Abstract: In this work, the effect of the current-collector structure on the performance of a passive direct methanol fuel cell (DMFC) was investigated. Parallel current-collector (PACC) and other two kinds of perforated current collectors (PECC) were designed, fabricated and tested. The studies were conducted in a passive DMFC with active membrane area of 9 cm², working at ambient temperature and pressure. Two kinds of methanol solution of 2 M and 4 M were used. Results showed that the PACC as anode current-collector has a positive effect on cell voltage and power. For the cathode current-collector structure, the methanol concentration of 2 M for PECC-2 (higher open ratio 50.27 %) increased performance of DMFC. But the methanol concentration of 4 M led to an enhancement of fuel cell performance that used PACC or PECC-2 as cathode current-collector.

Abstract: The supply of water to the anode from the cathode through the electrolyte membrane is a critical factor for the operation of vapor feed DMFC at high methanol concentrations. A comparative study in a passive vapor feed DMFC employing a PCP on the anode surface had been carried out with and without a hydrophobic cathode filter. Compact and a noncompact cells were fabricated and used. The noncompact cell could be operated with high methanol concentrations of even 100 wt%, while the compact one could not be operated with 90 wt% methanol. This was related to the deficiency of water at the anode surface in the compact cell design, where heat dissipation was not enhanced. For the supply of water to the anode surface, the employment of a hydrophobic filter on the cathode surface was necessary, especially for the compact cell.

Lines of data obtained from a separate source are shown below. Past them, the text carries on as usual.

use rand::rngs::StdRng;
use rand::Rng;
use rand::SeedableRng;
use serde::{Deserialize, Serialize};
use statrs::distribution::{LogNormal, Normal, Triangular, Uniform};

use crate::error::DealEngineError;
use crate::DealEngineResult;

/// Probability distribution specification for sampled inputs.
/// Sampling works in f64; decimal precision applies to deterministic
/// scenario math only.
#[derive(Debug, Clone, Serialize, Deserialize)]
#[serde(tag = "type")]
pub enum DistributionSpec {
    Normal { mean: f64, std_dev: f64 },
    LogNormal { mu: f64, sigma: f64 },
    Triangular { min: f64, mode: f64, max: f64 },
    Uniform { min: f64, max: f64 },
}

fn sample_one(rng: &mut StdRng, spec: &DistributionSpec) -> DealEngineResult<f64> {
    match spec {
        DistributionSpec::Normal { mean, std_dev } => {
            let n = Normal::new(*mean, *std_dev).map_err(|e| DealEngineError::InvalidAssumption {
                field: "normal".into(),
                reason: e.to_string(),
            })?;
            Ok(rng.sample(n))
        }
        DistributionSpec::LogNormal { mu, sigma } => {
            let ln = LogNormal::new(*mu, *sigma).map_err(|e| DealEngineError::InvalidAssumption {
                field: "lognormal".into(),
                reason: e.to_string(),
            })?;
            Ok(rng.sample(ln))
        }
        DistributionSpec::Triangular { min, mode, max } => {
            let t =
                Triangular::new(*min, *max, *mode).map_err(|e| DealEngineError::InvalidAssumption {
                    field: "triangular".into(),
                    reason: e.to_string(),
                })?;
            Ok(rng.sample(t))
        }
        DistributionSpec::Uniform { min, max } => {
            let u = Uniform::new(*min, *max).map_err(|e| DealEngineError::InvalidAssumption {
                field: "uniform".into(),
                reason: e.to_string(),
            })?;
            Ok(rng.sample(u))
        }
    }
}

/// A finite, seeded, restartable stream of samples.
///
/// Restarting with the same seed reproduces the identical sequence, which
/// keeps the acceptance scorer's sampled mode testable.
pub struct SampleStream {
    spec: DistributionSpec,
    n: usize,
    seed: u64,
    rng: StdRng,
    emitted: usize,
}

impl SampleStream {
    pub fn new(spec: DistributionSpec, n: usize, seed: u64) -> Self {
        SampleStream {
            spec,
            n,
            seed,
            rng: StdRng::seed_from_u64(seed),
            emitted: 0,
        }
    }

    /// Rewind to the start of the same sequence.
    pub fn restart(&mut self) {
        self.rng = StdRng::seed_from_u64(self.seed);
        self.emitted = 0;
    }

    pub fn remaining(&self) -> usize {
        self.n - self.emitted
    }
}

impl Iterator for SampleStream {
    type Item = DealEngineResult<f64>;

    fn next(&mut self) -> Option<Self::Item> {
        if self.emitted >= self.n {
            return None;
        }
        self.emitted += 1;
        Some(sample_one(&mut self.rng, &self.spec))
    }
}
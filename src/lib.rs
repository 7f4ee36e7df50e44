pub mod deal;
pub mod error;
pub mod export;
pub mod generator;
pub mod primitives;
pub mod resolver;
pub mod scoring;
pub mod sensitivity;
pub mod store;
pub mod types;

pub use error::DealEngineError;
pub use types::*;

/// Standard result type for all engine operations
pub type DealEngineResult<T> = Result<T, DealEngineError>;
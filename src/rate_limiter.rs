use crate::error::{Error, Result};
use chrono::{DateTime, Duration, Local, NaiveDate, Utc};
use futures::Future;
use serde::{Deserialize, Serialize};
use std::cmp::Ordering as CmpOrdering;
use std::collections::BinaryHeap;
use std::sync::{Arc, Mutex, PoisonError};
use strum::Display;
use tokio::sync::oneshot;

/// Caller classification affecting quota and priority treatment.
///
/// Privileged callers bypass the daily-limit check (their usage is still
/// counted) and receive a priority bonus so they are serviced ahead of
/// standard-tier tasks already queued.
#[derive(Display, Clone, Copy, Debug, PartialEq, Eq, Serialize, Deserialize)]
#[strum(serialize_all = "lowercase")]
pub enum Tier {
    Standard,
    Privileged,
}

/// Configuration for the rate limiter
#[derive(Clone, Debug)]
pub struct RateLimiterConfig {
    /// Token bucket capacity
    pub max_tokens: u64,
    /// Tokens gained per second
    pub refill_rate: u64,
    /// Upstream calls allowed per calendar day (local time)
    pub daily_limit: u64,
    /// How often the background ticker drains the wait queue
    pub tick_interval: Duration,
    /// Priority added to privileged-tier tasks
    pub privileged_bonus: i64,
}

impl Default for RateLimiterConfig {
    fn default() -> Self {
        Self {
            max_tokens: 10,
            refill_rate: 5,
            daily_limit: 5000,
            tick_interval: Duration::milliseconds(200),
            privileged_bonus: 10,
        }
    }
}

/// A queued task waiting for admission. Dropping the permit sender rejects
/// the waiter, so the queue must only drop entries it has decided to admit
/// or abandon.
struct Waiter {
    effective_priority: i64,
    seq: u64,
    enqueued_at: DateTime<Utc>,
    permit: oneshot::Sender<()>,
}

impl PartialEq for Waiter {
    fn eq(&self, other: &Self) -> bool {
        self.effective_priority == other.effective_priority && self.seq == other.seq
    }
}

impl Eq for Waiter {}

impl PartialOrd for Waiter {
    fn partial_cmp(&self, other: &Self) -> Option<CmpOrdering> {
        Some(self.cmp(other))
    }
}

impl Ord for Waiter {
    /// Max-heap order: higher priority first, lower sequence number first
    /// within the same priority (FIFO tie-break).
    fn cmp(&self, other: &Self) -> CmpOrdering {
        self.effective_priority
            .cmp(&other.effective_priority)
            .then_with(|| other.seq.cmp(&self.seq))
    }
}

struct LimiterState {
    available_tokens: u64,
    last_refill_at: DateTime<Utc>,
    daily_call_count: u64,
    daily_window: NaiveDate,
    queue: BinaryHeap<Waiter>,
    next_seq: u64,
}

impl LimiterState {
    fn new(config: &RateLimiterConfig) -> Self {
        Self {
            available_tokens: config.max_tokens,
            last_refill_at: Utc::now(),
            daily_call_count: 0,
            daily_window: Local::now().date_naive(),
            queue: BinaryHeap::new(),
            next_seq: 0,
        }
    }

    /// Lazy refill: `floor(elapsed_ms * refill_rate / 1000)` tokens, capped
    /// at `max_tokens`. `last_refill_at` only advances when at least one
    /// token was gained, so sub-token elapsed time is not discarded.
    fn refill(&mut self, config: &RateLimiterConfig, now: DateTime<Utc>) {
        let elapsed_ms = (now - self.last_refill_at).num_milliseconds();
        if elapsed_ms <= 0 {
            return;
        }

        let gained = elapsed_ms as u64 * config.refill_rate / 1000;
        if gained > 0 {
            self.available_tokens = (self.available_tokens + gained).min(config.max_tokens);
            self.last_refill_at = now;
        }
    }

    /// Reset the daily counter on first access after local midnight.
    fn rollover_daily(&mut self, now: DateTime<Utc>) {
        let today = now.with_timezone(&Local).date_naive();
        if today != self.daily_window {
            log::info!(
                "Daily call window rolled over ({} calls in previous window)",
                self.daily_call_count
            );
            self.daily_window = today;
            self.daily_call_count = 0;
        }
    }

    /// Admit queued waiters while tokens remain, highest effective priority
    /// first. A permit whose receiver is gone refunds its token.
    fn drain(&mut self) {
        while self.available_tokens >= 1 {
            let Some(waiter) = self.queue.pop() else {
                break;
            };
            self.available_tokens -= 1;
            self.daily_call_count += 1;
            let waited_ms = (Utc::now() - waiter.enqueued_at).num_milliseconds();
            if waiter.permit.send(()).is_err() {
                self.available_tokens += 1;
                self.daily_call_count -= 1;
            } else {
                log::debug!(
                    "Admitted queued task (priority {}) after {}ms wait",
                    waiter.effective_priority,
                    waited_ms
                );
            }
        }
    }
}

struct Inner {
    config: RateLimiterConfig,
    state: Mutex<LimiterState>,
}

impl Inner {
    fn lock(&self) -> std::sync::MutexGuard<'_, LimiterState> {
        self.state.lock().unwrap_or_else(PoisonError::into_inner)
    }

    fn refill_and_drain(&self) {
        let mut state = self.lock();
        let now = Utc::now();
        state.refill(&self.config, now);
        state.rollover_daily(now);
        state.drain();
    }
}

/// Token-bucket admission control with a priority wait queue and a daily
/// call quota.
///
/// All state lives behind one mutex that is never held across an await, so
/// token count, daily counter and queue are always observed consistently.
/// Must be constructed inside a Tokio runtime; a background ticker drains
/// the queue whenever refilled tokens allow, and stops once the limiter is
/// dropped.
#[derive(Clone)]
pub struct RateLimiter {
    inner: Arc<Inner>,
}

impl Default for RateLimiter {
    fn default() -> Self {
        Self::new(RateLimiterConfig::default())
    }
}

impl RateLimiter {
    pub fn new(config: RateLimiterConfig) -> Self {
        let tick = config
            .tick_interval
            .to_std()
            .unwrap_or(std::time::Duration::from_millis(200));

        let inner = Arc::new(Inner {
            state: Mutex::new(LimiterState::new(&config)),
            config,
        });

        log::info!(
            "Rate limiter initialized (max tokens: {}, refill: {}/s, daily limit: {})",
            inner.config.max_tokens,
            inner.config.refill_rate,
            inner.config.daily_limit
        );

        // The ticker holds a weak handle only, so it exits when the last
        // limiter clone is dropped.
        let weak = Arc::downgrade(&inner);
        tokio::spawn(async move {
            let mut interval = tokio::time::interval(tick);
            interval.set_missed_tick_behavior(tokio::time::MissedTickBehavior::Delay);
            loop {
                interval.tick().await;
                match weak.upgrade() {
                    Some(inner) => inner.refill_and_drain(),
                    None => break,
                }
            }
        });

        Self { inner }
    }

    /// Run `task` under admission control.
    ///
    /// Fails fast with [`Error::QuotaExceeded`] when a standard-tier caller
    /// has exhausted the daily limit; the task is never queued in that case.
    /// With a token available and an empty queue the task runs immediately,
    /// otherwise it waits in the priority queue for the ticker to admit it.
    /// Task failures propagate to this caller only; the consumed token is
    /// not refunded.
    pub async fn schedule<F, Fut, T>(&self, task: F, tier: Tier, priority: i64) -> Result<T>
    where
        F: FnOnce() -> Fut,
        Fut: Future<Output = Result<T>>,
    {
        let permit = {
            let mut state = self.inner.lock();
            let now = Utc::now();
            state.refill(&self.inner.config, now);
            state.rollover_daily(now);

            if tier != Tier::Privileged && state.daily_call_count >= self.inner.config.daily_limit
            {
                log::warn!(
                    "Daily quota exhausted ({} calls), rejecting standard-tier task",
                    state.daily_call_count
                );
                return Err(Error::QuotaExceeded {
                    used: state.daily_call_count,
                    limit: self.inner.config.daily_limit,
                });
            }

            let effective_priority = priority
                + if tier == Tier::Privileged {
                    self.inner.config.privileged_bonus
                } else {
                    0
                };

            if state.available_tokens >= 1 && state.queue.is_empty() {
                // Fast path: bypasses the queue entirely.
                state.available_tokens -= 1;
                state.daily_call_count += 1;
                None
            } else {
                let (tx, rx) = oneshot::channel();
                state.next_seq += 1;
                let seq = state.next_seq;
                state.queue.push(Waiter {
                    effective_priority,
                    seq,
                    enqueued_at: now,
                    permit: tx,
                });
                log::debug!(
                    "Queued {} task (effective priority {}, queue length {})",
                    tier,
                    effective_priority,
                    state.queue.len()
                );
                Some(rx)
            }
        };

        let Some(permit) = permit else {
            return task().await;
        };

        // Privileged callers are not bound to the ticker cadence.
        if tier == Tier::Privileged {
            self.inner.refill_and_drain();
        }

        match permit.await {
            Ok(()) => task().await,
            Err(_) => Err(Error::LimiterClosed),
        }
    }

    /// Get rate limiter statistics
    pub fn stats(&self) -> RateLimiterStats {
        let mut state = self.inner.lock();
        let now = Utc::now();
        state.refill(&self.inner.config, now);
        state.rollover_daily(now);

        RateLimiterStats {
            available_tokens: state.available_tokens,
            daily_call_count: state.daily_call_count,
            daily_limit_remaining: self
                .inner
                .config
                .daily_limit
                .saturating_sub(state.daily_call_count),
            queue_length: state.queue.len(),
        }
    }
}

/// Rate limiter statistics
#[derive(Debug, Clone, Serialize, Deserialize)]
pub struct RateLimiterStats {
    pub available_tokens: u64,
    pub daily_call_count: u64,
    pub daily_limit_remaining: u64,
    pub queue_length: usize,
}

Abstract: In this study, to control the methanol crossover occurring in a direct methanol fuel cell, DMFC, a perforated metal sheet of which the pore diameter and the porosity (open ratio) were regularly controlled was used in a passive DMFC, and the influence of the open ratio and the pore diameter on the power generation characteristics, and also on the methanol crossover of the passive DMFC were investigated on the basis of the power generation experiment at several different methanol concentrations. It was found that the pore diameter of the metal sheet did not affect the power generation characteristics and the methanol crossover in this experiment. On the other hand, the open ratio of the metal sheet significantly influenced the power generation characteristics, and the methanol transport was increased by decreasing open ratio of the metal sheets. It was found that a high concentration of methanol can be used at low open ratios below 3%. However, when the open ratio was higher than 3%, it hardly affected the current density and the mass transport. This means that the open ratio is not an important factor for the methanol transport or the electrode reaction in the range over 3%.